> _TASK DETAILS_:
Where a line in the records below includes "failed", pull that line out.

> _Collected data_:
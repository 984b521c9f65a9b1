//! Library error type.
//!
//! Per-entry failures inside the phrase builder (missing diphone, decode
//! problems, vocoder failures) are recoverable: the builder logs them and
//! moves on.  [`Error::NoSegments`] is the only fatal outcome of a build.

use std::path::PathBuf;

use thiserror::Error;

#[derive(Debug, Error)]
pub enum Error {
    #[error("Diphone file not found: {}", .0.display())]
    DiphoneNotFound(PathBuf),

    /// Forward phoneme lookup on a code that is not in the table.
    #[error("Unknown phoneme code '{0}'")]
    UnknownCode(String),

    #[error("Invalid diphone file name '{0}' (expected <code>_<code>.wav)")]
    InvalidDiphoneName(String),

    #[error("Invalid note name '{0}'")]
    InvalidNote(String),

    #[error("Invalid melody entry #{index} ({file}): {reason}")]
    InvalidEntry {
        index: usize,
        file: String,
        reason: String,
    },

    #[error("Invalid segment {file}: {reason}")]
    InvalidSegment { file: String, reason: String },

    #[error("Unsupported audio format: {}", .0.display())]
    UnsupportedFormat(PathBuf),

    #[error("Audio error: {0}")]
    Audio(String),

    #[error("WAV error: {0}")]
    Wav(#[from] hound::Error),

    #[error("I/O error: {0}")]
    Io(#[from] std::io::Error),

    #[error("Cannot parse melody plan: {0}")]
    Plan(#[from] serde_json::Error),

    #[error("Vocoder error: {0}")]
    Vocoder(String),

    #[error("No audio segments were successfully processed")]
    NoSegments,
}

pub type Result<T> = std::result::Result<T, Error>;
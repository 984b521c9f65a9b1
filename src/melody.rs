//! Melody plans: which diphone to sing, at what pitch, for how long.
//!
//! A plan is an ordered list of [`MelodyEntry`] values.  Plans can be built
//! in code, taken from [`MelodyPlan::default_scale`], or read from JSON:
//!
//! ```json
//! { "entries": [
//!     { "file": "00_02.wav", "note": "C4",      "duration_s": 0.3 },
//!     { "file": "02_04.wav", "pitch_hz": 293.66, "duration_s": 0.3 }
//! ] }
//! ```
//!
//! A bare JSON array of entries is accepted too.  Each entry names its pitch
//! either as `pitch_hz` or as a `note` name, never both.

use std::path::Path;

use once_cell::sync::Lazy;
use regex::Regex;
use serde::{Deserialize, Serialize};

use crate::error::{Error, Result};

// ─────────────────────────────────────────────────────────────────────────────
// Note names
// ─────────────────────────────────────────────────────────────────────────────

/// Concert pitch of A4.
pub const A4_HZ: f64 = 440.0;

/// MIDI number of A4.
const A4_MIDI: i32 = 69;

static RE_NOTE: Lazy<Regex> =
    Lazy::new(|| Regex::new(r"^([A-Ga-g])([#b]?)(-?\d+)$").expect("valid note regex"));

/// Frequency of a note name such as `"A4"`, `"C#5"` or `"Bb3"` in 12-TET.
pub fn note_to_hz(note: &str) -> Result<f64> {
    let caps = RE_NOTE
        .captures(note.trim())
        .ok_or_else(|| Error::InvalidNote(note.to_string()))?;

    let pitch_class = match caps[1].to_ascii_uppercase().as_str() {
        "C" => 0,
        "D" => 2,
        "E" => 4,
        "F" => 5,
        "G" => 7,
        "A" => 9,
        "B" => 11,
        _ => return Err(Error::InvalidNote(note.to_string())),
    };
    let accidental = match &caps[2] {
        "#" => 1,
        "b" => -1,
        _ => 0,
    };
    let octave: i32 = caps[3]
        .parse()
        .map_err(|_| Error::InvalidNote(note.to_string()))?;

    let midi = 12 * (octave + 1) + pitch_class + accidental;
    Ok(A4_HZ * 2f64.powf((midi - A4_MIDI) as f64 / 12.0))
}

// ─────────────────────────────────────────────────────────────────────────────
// Plan entries
// ─────────────────────────────────────────────────────────────────────────────

/// Longest segment a plan may ask for, in seconds.
pub const MAX_SEGMENT_S: f64 = 600.0;

/// One sung segment.
#[derive(Debug, Clone, PartialEq, Serialize)]
pub struct MelodyEntry {
    /// Diphone file name, relative to the diphone directory.
    pub file: String,
    /// Target fundamental frequency in Hz.
    pub pitch_hz: f64,
    /// Segment length in seconds.
    pub duration_s: f64,
}

impl MelodyEntry {
    pub fn new(file: impl Into<String>, pitch_hz: f64, duration_s: f64) -> Self {
        Self { file: file.into(), pitch_hz, duration_s }
    }

    /// Entry whose pitch is given as a note name.
    pub fn from_note(file: impl Into<String>, note: &str, duration_s: f64) -> Result<Self> {
        Ok(Self::new(file, note_to_hz(note)?, duration_s))
    }

    /// What is wrong with this entry, if anything.
    pub fn problem(&self) -> Option<&'static str> {
        if self.file.trim().is_empty() {
            return Some("empty file name");
        }
        if !(self.pitch_hz.is_finite() && self.pitch_hz > 0.0) {
            return Some("pitch must be a positive frequency");
        }
        if !(self.duration_s.is_finite() && self.duration_s > 0.0) {
            return Some("duration must be positive");
        }
        if self.duration_s > MAX_SEGMENT_S {
            return Some("duration exceeds the per-segment limit");
        }
        None
    }

    fn validate(&self, index: usize) -> Result<()> {
        match self.problem() {
            Some(reason) => Err(Error::InvalidEntry {
                index,
                file: self.file.clone(),
                reason: reason.to_string(),
            }),
            None => Ok(()),
        }
    }
}

/// JSON form of an entry, pitch as Hz or as a note name.
#[derive(Debug, Deserialize)]
#[serde(deny_unknown_fields)]
struct RawEntry {
    file: String,
    #[serde(default)]
    pitch_hz: Option<f64>,
    #[serde(default)]
    note: Option<String>,
    duration_s: f64,
}

impl RawEntry {
    fn into_entry(self, index: usize) -> Result<MelodyEntry> {
        let pitch_hz = match (self.pitch_hz, self.note.as_deref()) {
            (Some(hz), None) => hz,
            (None, Some(note)) => note_to_hz(note)?,
            (Some(_), Some(_)) => {
                return Err(Error::InvalidEntry {
                    index,
                    file: self.file,
                    reason: "give either pitch_hz or note, not both".into(),
                })
            }
            (None, None) => {
                return Err(Error::InvalidEntry {
                    index,
                    file: self.file,
                    reason: "missing pitch_hz or note".into(),
                })
            }
        };
        Ok(MelodyEntry::new(self.file, pitch_hz, self.duration_s))
    }
}

#[derive(Debug, Deserialize)]
#[serde(untagged)]
enum RawPlan {
    Wrapped { entries: Vec<RawEntry> },
    Bare(Vec<RawEntry>),
}

// ─────────────────────────────────────────────────────────────────────────────
// MelodyPlan
// ─────────────────────────────────────────────────────────────────────────────

/// Ordered list of segments; order is playback order.
#[derive(Debug, Clone, Default, PartialEq, Serialize)]
pub struct MelodyPlan {
    pub entries: Vec<MelodyEntry>,
}

impl MelodyPlan {
    /// Build a plan, rejecting non-positive pitches or durations.
    pub fn new(entries: Vec<MelodyEntry>) -> Result<Self> {
        for (i, e) in entries.iter().enumerate() {
            e.validate(i)?;
        }
        Ok(Self { entries })
    }

    /// C major scale up to C5 and back down, 0.3 s per note, cycling over
    /// a fixed set of vowel diphones.
    pub fn default_scale() -> Self {
        const STEP: f64 = 0.3;
        let notes: [(&str, f64); 15] = [
            ("00_02.wav", 261.63), // C4
            ("02_04.wav", 293.66), // D4
            ("04_01.wav", 329.63), // E4
            ("01_03.wav", 349.23), // F4
            ("03_00.wav", 392.00), // G4
            ("00_01.wav", 440.00), // A4
            ("01_02.wav", 493.88), // B4
            ("02_00.wav", 523.25), // C5
            // descending
            ("00_02.wav", 493.88), // B4
            ("02_04.wav", 440.00), // A4
            ("04_01.wav", 392.00), // G4
            ("01_03.wav", 349.23), // F4
            ("03_00.wav", 329.63), // E4
            ("00_01.wav", 293.66), // D4
            ("01_02.wav", 261.63), // C4
        ];
        Self {
            entries: notes
                .iter()
                .map(|&(file, hz)| MelodyEntry::new(file, hz, STEP))
                .collect(),
        }
    }

    /// Parse a JSON plan (object with `entries`, or a bare array).
    pub fn from_json_str(json: &str) -> Result<Self> {
        let raw: RawPlan = serde_json::from_str(json)?;
        let raw = match raw {
            RawPlan::Wrapped { entries } | RawPlan::Bare(entries) => entries,
        };
        let entries = raw
            .into_iter()
            .enumerate()
            .map(|(i, e)| e.into_entry(i))
            .collect::<Result<Vec<_>>>()?;
        Self::new(entries)
    }

    /// Pretty-printed JSON in the `{"entries": [...]}` form, pitches in Hz.
    pub fn to_json_pretty(&self) -> Result<String> {
        Ok(serde_json::to_string_pretty(self)?)
    }

    /// Read a JSON plan from disk.
    pub fn load(path: &Path) -> Result<Self> {
        let json = std::fs::read_to_string(path)?;
        Self::from_json_str(&json)
    }

    /// Sum of the requested segment durations, in seconds.
    pub fn total_duration(&self) -> f64 {
        self.entries.iter().map(|e| e.duration_s).sum()
    }

    pub fn len(&self) -> usize {
        self.entries.len()
    }

    pub fn is_empty(&self) -> bool {
        self.entries.is_empty()
    }
}

// ─────────────────────────────────────────────────────────────────────────────
// Tests
// ─────────────────────────────────────────────────────────────────────────────
use crate::config::Config;
use crate::error::SolarlogError;
use crate::store::WriteOutcome;
use chrono::NaiveDate;
use chrono_tz::Tz;
use std::fmt;
use std::time::Duration;

/// Scheduler lifecycle, published through a watch channel
#[derive(Debug, Clone, Copy, PartialEq, Eq)]
pub enum SchedulerState {
    Idle,
    Authenticating,
    Polling,
    Backfilling(NaiveDate),
}

impl fmt::Display for SchedulerState {
    fn fmt(&self, f: &mut fmt::Formatter<'_>) -> fmt::Result {
        match self {
            SchedulerState::Idle => write!(f, "idle"),
            SchedulerState::Authenticating => write!(f, "authenticating"),
            SchedulerState::Polling => write!(f, "polling"),
            SchedulerState::Backfilling(date) => write!(f, "backfilling({})", date),
        }
    }
}

/// Timing and policy knobs taken from [`Config`]
#[derive(Debug, Clone)]
pub struct SchedulerOptions {
    pub poll_interval: Duration,
    pub login_backoff: Duration,
    pub backfill_spacing: Duration,
    pub max_catchup_days: u32,
    pub exit_on_auth_error: bool,
    pub aggregate: bool,
    pub install_date: Option<NaiveDate>,
    pub timezone: Tz,
}

impl Default for SchedulerOptions {
    fn default() -> Self {
        Self::from(&Config::default())
    }
}

impl From<&Config> for SchedulerOptions {
    fn from(config: &Config) -> Self {
        Self {
            poll_interval: config.poll_interval(),
            login_backoff: Duration::from_secs(config.login_backoff_secs),
            backfill_spacing: Duration::from_millis(config.backfill_spacing_ms),
            max_catchup_days: config.max_catchup_days,
            exit_on_auth_error: config.exit_on_auth_error,
            aggregate: config.aggregate,
            install_date: config.install_date,
            timezone: config.tz(),
        }
    }
}

/// A non-fatal error recorded during a cycle or sweep
#[derive(Debug, Clone, PartialEq, Eq)]
pub struct Failure {
    /// Operation that failed, e.g. `fetch_daily_history(2024-01-02)`
    pub operation: String,
    /// [`SolarlogError::kind`] of the error
    pub kind: &'static str,
    pub message: String,
}

impl Failure {
    pub(crate) fn new(operation: impl Into<String>, err: &SolarlogError) -> Self {
        Self {
            operation: operation.into(),
            kind: err.kind(),
            message: err.to_string(),
        }
    }
}

/// Outcome of one polling cycle
#[derive(Debug, Clone, Default, PartialEq, Eq)]
pub struct CycleReport {
    /// Status write result; `None` when nothing was stored
    pub status: Option<WriteOutcome>,
    /// The portal reported the system offline, so the reading was dropped
    pub offline: bool,
    /// Days fetched by the catch-up pass
    pub daily: Vec<(NaiveDate, WriteOutcome)>,
    pub failures: Vec<Failure>,
}

impl CycleReport {
    pub fn is_clean(&self) -> bool {
        self.failures.is_empty()
    }
}

/// Outcome of a backfill sweep
#[derive(Debug, Clone, Default, PartialEq, Eq)]
pub struct BackfillReport {
    pub stored: Vec<NaiveDate>,
    pub failed: Vec<(NaiveDate, Failure)>,
}

impl BackfillReport {
    pub fn attempted(&self) -> usize {
        self.stored.len() + self.failed.len()
    }
}
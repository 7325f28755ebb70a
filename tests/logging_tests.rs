use solarlog::config::LoggingConfig;
use solarlog::logging::{
    LogContext, get_logger, get_logger_with_context, init_logging, level_rank, min_level,
    parse_log_level,
};
use tracing::Level;

#[test]
fn log_levels_parse_case_insensitively() {
    assert_eq!(parse_log_level("debug").unwrap(), Level::DEBUG);
    assert_eq!(parse_log_level("WARNING").unwrap(), Level::WARN);
    assert!(parse_log_level("loud").is_err());
}

#[test]
fn min_level_prefers_the_more_verbose() {
    assert_eq!(min_level(Level::INFO, Level::DEBUG), Level::DEBUG);
    assert_eq!(min_level(Level::ERROR, Level::WARN), Level::WARN);
    assert!(level_rank(Level::TRACE) < level_rank(Level::ERROR));
}

#[test]
fn init_logging_is_idempotent() {
    let config = LoggingConfig::default();
    assert!(init_logging(&config, true).is_ok());
    assert!(init_logging(&config, false).is_ok());

    let logger = get_logger_with_context(
        LogContext::new("scheduler")
            .with_operation("backfill")
            .with_field("date", "2024-01-02".to_string()),
    );
    logger.info("backfill started");
    get_logger("store").debug("opened");
}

> _RESPONSE FOR THIS EXERCISE_:
    /// Operation that failed, e.g. `fetch_daily_history(2024-01-02)`
    pub failed: Vec<(NaiveDate, Failure)>,
        self.stored.len() + self.failed.len()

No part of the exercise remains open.